[comp.lang.c] error recovery

djones@megatest.UUCP (Dave Jones) (04/21/89)

From article <1279@lzfme.att.com>, by jro@lzfme.att.com (J.OWENS):
> FROM:  James R. Owens, 38-C Elm Street, Summit, New Jersey 07901
> PHONE: 201-273-7360
> 
> I am looking for an algorithm for error-recovery to be used in
> a syntax analyzer.  The input stream is Pascal, and the parser
> is written in C under Unix 3.2.  My professor will not allow the use
> of Lex and Yacc.

Hmmmm...   Will he allow the use of some other parser-generator?
If not, your most practical solution would seem to be to re-implement
a subset of yacc.  But if that's not the solution your professor has in
mind, it's not likely to get you a very good grade.  He probably wants
you to write an ad hoc recursive descent parser. 

In any case, error-recovery is a little tricky. I use a commercial C compiler,
which I happen to know is written using yacc. It sometimes prints pages of
gibberish if you make a mistake.

I am currently writing a commercial Pascal compiler, using a BSD4.2 yacc
supplied by the same computer vender as the C compiler.  I had
to fix a bug in yacc in order to get error-recovery to work the way
it's supposed to.  We have a Unix source licence, and I happened to have
the sources to yacc laying around. But if I had not been able to fix the bug,
I would have used another parser-generator, or written one from scratch,
rather than doing a recursive descent parser.

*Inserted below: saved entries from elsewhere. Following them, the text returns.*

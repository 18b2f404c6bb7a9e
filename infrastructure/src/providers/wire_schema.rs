//! Provider dialects of the verdict JSON schema.
//!
//! The canonical schema is full JSON Schema and is what the local validator
//! enforces. Providers accept narrower subsets for constrained decoding, so
//! each adapter sends a rewritten copy. Dropped keywords are still checked
//! locally after the response comes back.

use serde_json::{Map, Value};

/// OpenAI strict structured outputs.
///
/// Every object lists all of its properties as required and forbids extra
/// ones; optional fields stay optional through their nullable type.
pub(crate) fn openai_strict(schema: &Value) -> Value {
    rewrite(schema, &|object| {
        object.remove("$schema");
        object.remove("minLength");
        object.remove("minimum");
        object.remove("maximum");

        if let Some(Value::Object(properties)) = object.get("properties") {
            let required: Vec<Value> = properties.keys().cloned().map(Value::String).collect();
            object.insert("required".to_string(), Value::Array(required));
            object.insert("additionalProperties".to_string(), Value::Bool(false));
        }
    })
}

/// Gemini `responseSchema` (OpenAPI 3.0 subset).
///
/// `["T", "null"]` becomes `T` with `nullable: true`; type names are upper-cased.
pub(crate) fn gemini_response_schema(schema: &Value) -> Value {
    rewrite(schema, &|object| {
        object.remove("$schema");
        object.remove("additionalProperties");
        object.remove("minLength");

        let rewritten = match object.get("type") {
            Some(Value::String(t)) => Some((t.to_uppercase(), false)),
            Some(Value::Array(types)) => {
                let nullable = types.iter().any(|t| t == "null");
                types
                    .iter()
                    .filter_map(Value::as_str)
                    .find(|t| *t != "null")
                    .map(|t| (t.to_uppercase(), nullable))
            }
            _ => None,
        };

        if let Some((type_name, nullable)) = rewritten {
            object.insert("type".to_string(), Value::String(type_name));
            if nullable {
                object.insert("nullable".to_string(), Value::Bool(true));
            }
        }
    })
}

/// Apply `edit` to every schema object, bottom-up.
///
/// Only schema positions are visited (`properties` values, `items`), so a
/// property that happens to be named like a keyword is left alone.
fn rewrite(schema: &Value, edit: &dyn Fn(&mut Map<String, Value>)) -> Value {
    let Value::Object(source) = schema else {
        return schema.clone();
    };

    let mut object = Map::new();
    for (key, value) in source {
        let value = match key.as_str() {
            "properties" => match value {
                Value::Object(props) => Value::Object(
                    props
                        .iter()
                        .map(|(name, sub)| (name.clone(), rewrite(sub, edit)))
                        .collect(),
                ),
                other => other.clone(),
            },
            "items" => rewrite(value, edit),
            _ => value.clone(),
        };
        object.insert(key.clone(), value);
    }

    edit(&mut object);
    Value::Object(object)
}

#[cfg(test)]
mod tests {
    use super::*;
    use consensus_domain::{ProviderId, verdict_json_schema};

    fn schema() -> Value {
        verdict_json_schema(&[ProviderId::OpenAi, ProviderId::Anthropic])
    }

    #[test]
    fn test_openai_strict_requires_every_property() {
        let strict = openai_strict(&schema());
        let claim = &strict["properties"]["claims"]["items"];

        assert_eq!(
            claim["required"],
            serde_json::json!(["dissenters", "supporters", "text", "warning"])
        );
        assert_eq!(claim["additionalProperties"], Value::Bool(false));
        assert!(
            strict["required"]
                .as_array()
                .unwrap()
                .contains(&Value::String("conflicts".into()))
        );
        assert!(strict.get("$schema").is_none());
        assert!(strict["properties"]["consensus_score"].get("minimum").is_none());
    }

    #[test]
    fn test_openai_strict_keeps_provider_enum() {
        let strict = openai_strict(&schema());
        assert_eq!(
            strict["properties"]["claims"]["items"]["properties"]["supporters"]["items"]["enum"],
            serde_json::json!(["openai", "anthropic"])
        );
    }

    #[test]
    fn test_gemini_schema_uses_nullable() {
        let gemini = gemini_response_schema(&schema());

        assert_eq!(gemini["type"], "OBJECT");
        assert_eq!(gemini["properties"]["conflicts"]["type"], "ARRAY");
        assert_eq!(gemini["properties"]["conflicts"]["nullable"], true);
        assert_eq!(
            gemini["properties"]["claims"]["items"]["properties"]["warning"]["type"],
            "STRING"
        );
        assert!(gemini.get("additionalProperties").is_none());
        assert!(gemini.get("$schema").is_none());
        assert!(gemini["properties"]["summary"].get("minLength").is_none());
    }

    #[test]
    fn test_canonical_schema_is_untouched() {
        let original = schema();
        let _ = openai_strict(&original);
        let _ = gemini_response_schema(&original);
        assert_eq!(original, schema());
    }
}
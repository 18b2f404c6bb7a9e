//! Strict JSON Schema gate in front of the domain verdict rules

use crate::providers::response_parsing::extract_json_payload;
use consensus_application::VerdictValidator;
use consensus_domain::{
    ConsensusBanding, ProviderId, Verdict, VerdictError, verdict_json_schema,
};
use jsonschema::{Draft, JSONSchema};
use serde_json::Value;
use tracing::debug;

/// Validates judge output in three steps: JSON extraction, the verdict
/// JSON Schema for the round's responders, then [`Verdict::from_judge_value`].
#[derive(Debug, Default, Clone, Copy)]
pub struct JsonSchemaVerdictValidator;

impl JsonSchemaVerdictValidator {
    pub fn new() -> Self {
        Self
    }

    fn check_schema(value: &Value, responders: &[ProviderId]) -> Result<(), VerdictError> {
        let schema = verdict_json_schema(responders);
        let compiled = JSONSchema::options()
            .with_draft(Draft::Draft7)
            .compile(&schema)
            .map_err(|err| VerdictError::Schema(format!("verdict schema did not compile: {err}")))?;

        compiled.validate(value).map_err(schema_validation_error)?;
        Ok(())
    }
}

impl VerdictValidator for JsonSchemaVerdictValidator {
    fn validate(
        &self,
        judge_output: &str,
        responders: &[ProviderId],
        banding: &ConsensusBanding,
    ) -> Result<Verdict, VerdictError> {
        let payload = extract_json_payload(judge_output).ok_or(VerdictError::MissingJson)?;
        let value: Value =
            serde_json::from_str(payload).map_err(|err| VerdictError::InvalidJson(err.to_string()))?;

        Self::check_schema(&value, responders)?;
        debug!("Judge output passed schema validation");

        Verdict::from_judge_value(value, responders, banding)
    }
}

fn schema_validation_error<'a, I>(errors: I) -> VerdictError
where
    I: IntoIterator<Item = jsonschema::ValidationError<'a>>,
{
    let details = errors
        .into_iter()
        .map(|err| err.to_string())
        .collect::<Vec<_>>()
        .join("; ");
    VerdictError::Schema(details)
}

#[cfg(test)]
mod tests {
    use super::*;
    use consensus_domain::ConsensusLevel;
    use serde_json::json;

    fn responders() -> Vec<ProviderId> {
        vec![ProviderId::OpenAi, ProviderId::Gemini]
    }

    fn validate(output: &str) -> Result<Verdict, VerdictError> {
        JsonSchemaVerdictValidator::new().validate(
            output,
            &responders(),
            &ConsensusBanding::default(),
        )
    }

    fn verdict_json() -> Value {
        json!({
            "consensus_score": 55,
            "consensus_level": "Medium",
            "summary": "Coffee is fine in moderation, but the safe amount is disputed.",
            "claims": [
                {
                    "text": "Moderate coffee intake is safe for most adults.",
                    "supporters": ["openai", "gemini"],
                    "dissenters": []
                },
                {
                    "text": "Up to six cups a day is safe.",
                    "supporters": ["gemini"],
                    "dissenters": ["openai"],
                    "warning": "OpenAI puts the limit at four cups."
                }
            ],
            "conflicts": [
                {"topic": "Daily limit", "description": "Four cups versus six cups."}
            ]
        })
    }

    #[test]
    fn test_accepts_valid_verdict() {
        let verdict = validate(&verdict_json().to_string()).unwrap();

        assert_eq!(verdict.consensus_level, ConsensusLevel::Medium);
        assert_eq!(verdict.claims.len(), 2);
        assert_eq!(verdict.conflicts().len(), 1);
    }

    #[test]
    fn test_accepts_fenced_output_with_null_optionals() {
        let mut value = verdict_json();
        value["conflicts"] = Value::Null;
        value["claims"][0]["warning"] = Value::Null;
        let output = format!("```json\n{}\n```", value);

        let verdict = validate(&output).unwrap();
        assert!(verdict.conflicts().is_empty());
    }

    #[test]
    fn test_rejects_prose() {
        assert!(matches!(
            validate("The providers broadly agree."),
            Err(VerdictError::MissingJson)
        ));
    }

    #[test]
    fn test_rejects_broken_json() {
        assert!(matches!(
            validate("{\"consensus_score\": 55,"),
            Err(VerdictError::InvalidJson(_)) | Err(VerdictError::MissingJson)
        ));
    }

    #[test]
    fn test_rejects_unknown_fields() {
        let mut value = verdict_json();
        value["confidence"] = json!("high");

        assert!(matches!(
            validate(&value.to_string()),
            Err(VerdictError::Schema(_))
        ));
    }

    #[test]
    fn test_rejects_attribution_outside_responders() {
        let mut value = verdict_json();
        value["claims"][0]["supporters"] = json!(["anthropic"]);

        let err = validate(&value.to_string()).unwrap_err();
        match err {
            VerdictError::Schema(details) => assert!(details.contains("anthropic")),
            other => panic!("unexpected error: {other}"),
        }
    }

    #[test]
    fn test_rejects_score_out_of_range() {
        let mut value = verdict_json();
        value["consensus_score"] = json!(140);
        value["consensus_level"] = json!("High");

        assert!(matches!(
            validate(&value.to_string()),
            Err(VerdictError::Schema(_))
        ));
    }

    #[test]
    fn test_domain_rules_run_after_schema() {
        // Schema-valid, but the level disagrees with the banding
        let mut value = verdict_json();
        value["consensus_level"] = json!("High");

        assert!(matches!(
            validate(&value.to_string()),
            Err(VerdictError::LevelMismatch { .. })
        ));
    }

    #[test]
    fn test_missing_required_field_lists_the_problem() {
        let mut value = verdict_json();
        value.as_object_mut().unwrap().remove("summary");

        match validate(&value.to_string()).unwrap_err() {
            VerdictError::Schema(details) => assert!(details.contains("summary")),
            other => panic!("unexpected error: {other}"),
        }
    }
}
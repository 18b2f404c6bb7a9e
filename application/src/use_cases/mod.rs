//! Use cases
//!
//! Application-level operations that orchestrate domain logic.

pub mod run_consensus;
pub mod shared;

Why? For one thing, error-recovery in a recursive descent parser is even
trickier than in an LR parser! The C activation stack gets to a point
where procedure activations are stacked up which must be discarded. A stack
of longjmp buffers is probably the best mechanism to use, but beware: there
are people who have strong religious objections to longjmp. Your prof might
be one of them.

Not to second guess your professor, but you seem to be new at this, and
it doesn't seem right to ask a student to implement error-recovery on the
first try without benefit of parser-building tools such as yacc. It could
take quite a bit of inspiration. Why not ask your instructor whether he
intends for you to write a recursive descent parser, and if so, whether he
wants you to attempt error-recovery.

If the answer to both is "yes," cancel all of your social engagements for
a couple of quarters.

> 
> Your comments, suggestions or CODE will be greatly appreciated.
> 

Let me get this right.  He won't let you use yacc, but he'll let you
use other people's suggestions and code?  Very curious.  I strongly 
suggest that you ask your professor for _his_ comments and suggestions.

> Thanks,
> James R. Owens

Hope this helped a little.

djones@megatest.UUCP (Dave Jones) (04/21/89)

P.S.

Try to get your instructor to give you the most complete specification
you can. Be sure that your instructor and you are in agreement on what is
required of your program. Then do the best job you can on that.  Don't
gratuitously add features like error-recovery which are not in the spec.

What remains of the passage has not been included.